[tor-dev] Fallback metrics service operator

Thu Aug 8 15:28:27 UTC 2013

Hi Sebastian,

we discussed that you could become the fallback metrics service operator
and take over operation whenever I have to go on a four-week
round-the-world cruise or in the unlikely case that my application for
the one-way trip to Mars [0] goes through.  This is awesome!  Thanks a lot!

Moving this discussion to tor-dev@ in case this is interesting to others.

So, you asked what the actual tasks are, and how much time I'd think
they'll be taking.

Let's start by taking a look at this overview [1] of the various tasks
that are performed by metrics services.  Going through the various tool
names stated in brackets, starting with the ones that I think should
have highest priority:

- metrics-db-* is where we collect all the fine Tor network data.  The
cronjob behind metrics-db-R has to run once per hour, or our archives
will be missing consensuses and votes published in that hour.  The other
metrics-db-*'s can handle short downtimes better than metrics-db-R.
Beware that this is not the best code you ever read.

- metrics-web-* is the metrics website, including the necessary
PostgreSQL and Tomcat parts.  I'm not spending much time on this
codebase anymore, because we should really do something like Thomas does
in his Visionion project.  But until that's there, metrics-web is all we
have.  And I think it has quite a few visitors.  So, if it breaks, we
should fix it ASAP.

- task-6498, task-8462, and task-2718 are additions to metrics-web which
should be properly integrated into metrics-web.git.  I should do this,
maybe together with you.

- Onionoo powers Atlas, Compass, and a few other tools.  It has become
quite complex over its 1.5 years of existence.  It consists of two
parts, a Java backend and a Tomcat frontend.  It's actually one of the
few codebases I maintain that has pretty high test coverage.  I'm trying
hard to keep this service running 24/7, and I'm impressed how fast
people report if it breaks for just half an hour.

Those are the highest priority ones.  Looking at the lower priorities:

- tor produces descriptors and statistics in its extra-info descriptors
that we collect.  The only thing I do is nag directory authority
operators and the bridge authority operator if something's wrong, so
that our descriptor archives will be as complete as possible.
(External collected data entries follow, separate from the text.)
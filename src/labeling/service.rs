use std::sync::Arc;

use async_trait::async_trait;
use futures_util::future::try_join;
use serde::Serialize;
use thiserror::Error;
use tracing::{debug, info, warn};

use super::directory::{summarize_stations, StationSummary};
use super::resolver::{compile_station_info, MergedRecord};
use super::rows::{StationFile, StationPiRow, Triple};
use super::theme::Theme;
use crate::config::LabelingSettings;
use crate::ontology::Iri;

/// Read access to the station triple store.
#[async_trait]
pub trait StationDataSource {
    /// Associated error type allowing infrastructure specific failures.
    type Error;

    /// Every assertion about `station` in the provisional and labeling
    /// graphs, each row carrying its graph name.
    async fn station_triples(&self, station: &Iri) -> Result<Vec<Triple>, Self::Error>;

    /// Files attached to the station's application.
    async fn station_files(&self, station: &Iri) -> Result<Vec<StationFile>, Self::Error>;

    /// Station listing rows, one per station and PI email.
    async fn station_pis(&self) -> Result<Vec<StationPiRow>, Self::Error>;
}

/// Shared handle to a station data source.
pub type DataSourceHandle = dyn StationDataSource<Error = DataSourceError> + Send + Sync + 'static;

/// Failures reported by a station data source.
#[derive(Debug, Error)]
pub enum DataSourceError {
    #[error("station query failed: {0}")]
    Query(String),
    #[error("could not decode query results")]
    Decode(#[from] serde_json::Error),
    #[error("station data source unavailable: {0}")]
    Unavailable(String),
}

/// Errors raised by [`LabelingService`].
#[derive(Debug, Error)]
pub enum LabelingError {
    #[error(transparent)]
    DataSource(#[from] DataSourceError),
    #[error("no properties configured for theme '{0}'")]
    UnknownTheme(Theme),
}

/// Everything a station form is opened with.
#[derive(Clone, Debug, PartialEq, Eq, Serialize)]
#[serde(rename_all = "camelCase")]
pub struct StationInfo {
    pub station_uri: Iri,
    pub theme: Theme,
    pub files: Vec<StationFile>,
    pub properties: MergedRecord,
}

/// Fetches and assembles station labeling data.
#[derive(Clone)]
pub struct LabelingService {
    source: Arc<DataSourceHandle>,
    settings: LabelingSettings,
}

impl LabelingService {
    #[must_use]
    pub fn new(source: Arc<DataSourceHandle>, settings: LabelingSettings) -> Self {
        Self { source, settings }
    }

    #[must_use]
    pub fn settings(&self) -> &LabelingSettings {
        &self.settings
    }

    /// Loads the merged property record and the files of one station.
    ///
    /// Triples and files are fetched concurrently; the first failure aborts
    /// the whole operation and nothing is merged.
    ///
    /// # Errors
    ///
    /// Returns [`LabelingError::UnknownTheme`] when `theme` has no configured
    /// properties, or the data source error of the first failing fetch.
    pub async fn station_info(
        &self,
        station: &Iri,
        theme: Theme,
    ) -> Result<StationInfo, LabelingError> {
        let lookup = self
            .settings
            .property_lookup(theme)
            .ok_or(LabelingError::UnknownTheme(theme))?;

        debug!(station = %station, theme = %theme, "station_info_fetch_started");
        let (triples, files) = try_join(
            self.source.station_triples(station),
            self.source.station_files(station),
        )
        .await
        .map_err(|error| {
            warn!(station = %station, err.msg = %error, "station_info_fetch_failed");
            error
        })?;

        let properties = compile_station_info(&triples, &self.settings.graphs(), &lookup);
        info!(
            station = %station,
            triples = triples.len(),
            files = files.len(),
            properties = properties.len(),
            "station_info_compiled"
        );

        Ok(StationInfo {
            station_uri: station.clone(),
            theme,
            files,
            properties,
        })
    }

    /// Lists every station with its PIs and current names.
    ///
    /// # Errors
    ///
    /// Returns the data source error when the listing query fails.
    pub async fn stations(&self) -> Result<Vec<StationSummary>, LabelingError> {
        let rows = self.source.station_pis().await.map_err(|error| {
            warn!(err.msg = %error, "station_listing_failed");
            error
        })?;
        let summaries = summarize_stations(rows, &self.settings);
        info!(stations = summaries.len(), "station_listing_compiled");
        Ok(summaries)
    }
}
use serde::{Serialize, Serializer};

/// Outcome of validating one candidate value.
///
/// Only the error list is stored, so `is_valid() == errors().is_empty()`
/// cannot be violated.
#[derive(Clone, Debug, Default, PartialEq, Eq)]
pub struct Validity {
    errors: Vec<String>,
}

impl Validity {
    /// Returns a passing result. Every call yields a fresh value.
    #[must_use]
    pub fn ok() -> Self {
        Self::default()
    }

    /// Returns a failing result carrying a single message.
    #[must_use]
    pub fn error(message: impl Into<String>) -> Self {
        Self {
            errors: vec![message.into()],
        }
    }

    /// Returns a result carrying the given messages, passing if there are none.
    #[must_use]
    pub fn from_errors<I, S>(messages: I) -> Self
    where
        I: IntoIterator<Item = S>,
        S: Into<String>,
    {
        Self {
            errors: messages.into_iter().map(Into::into).collect(),
        }
    }

    /// Combines results: valid only if all are, errors concatenated in order.
    #[must_use]
    pub fn aggregate(validities: impl IntoIterator<Item = Validity>) -> Self {
        validities.into_iter().collect()
    }

    #[must_use]
    pub fn is_valid(&self) -> bool {
        self.errors.is_empty()
    }

    #[must_use]
    pub fn errors(&self) -> &[String] {
        &self.errors
    }

    #[must_use]
    pub fn into_errors(self) -> Vec<String> {
        self.errors
    }
}

impl FromIterator<Validity> for Validity {
    fn from_iter<T: IntoIterator<Item = Validity>>(iter: T) -> Self {
        Self {
            errors: iter.into_iter().flat_map(Validity::into_errors).collect(),
        }
    }
}

impl Serialize for Validity {
    fn serialize<S: Serializer>(&self, serializer: S) -> Result<S::Ok, S::Error> {
        #[derive(Serialize)]
        struct Wire<'a> {
            valid: bool,
            errors: &'a [String],
        }

        Wire {
            valid: self.is_valid(),
            errors: &self.errors,
        }
        .serialize(serializer)
    }
}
- Torperf is our performance measurement tool.  You know it from a few
years ago when you wrote a Python controller for it.  It hasn't changed
much since then.  I started rewriting it in Twisted, but that's still
work in proress.  I'm afraid if Torperf breaks, we'll have to fix it.
People care about the performance data we gather.

- TorDNSEL produces exit lists that we download and archive.  If
TorDNSEL breaks, metrics-db starts complaining, so we learn that it
needs to be fixed.  It's always unclear who's going to fix it, but in
the end there's always somebody who does.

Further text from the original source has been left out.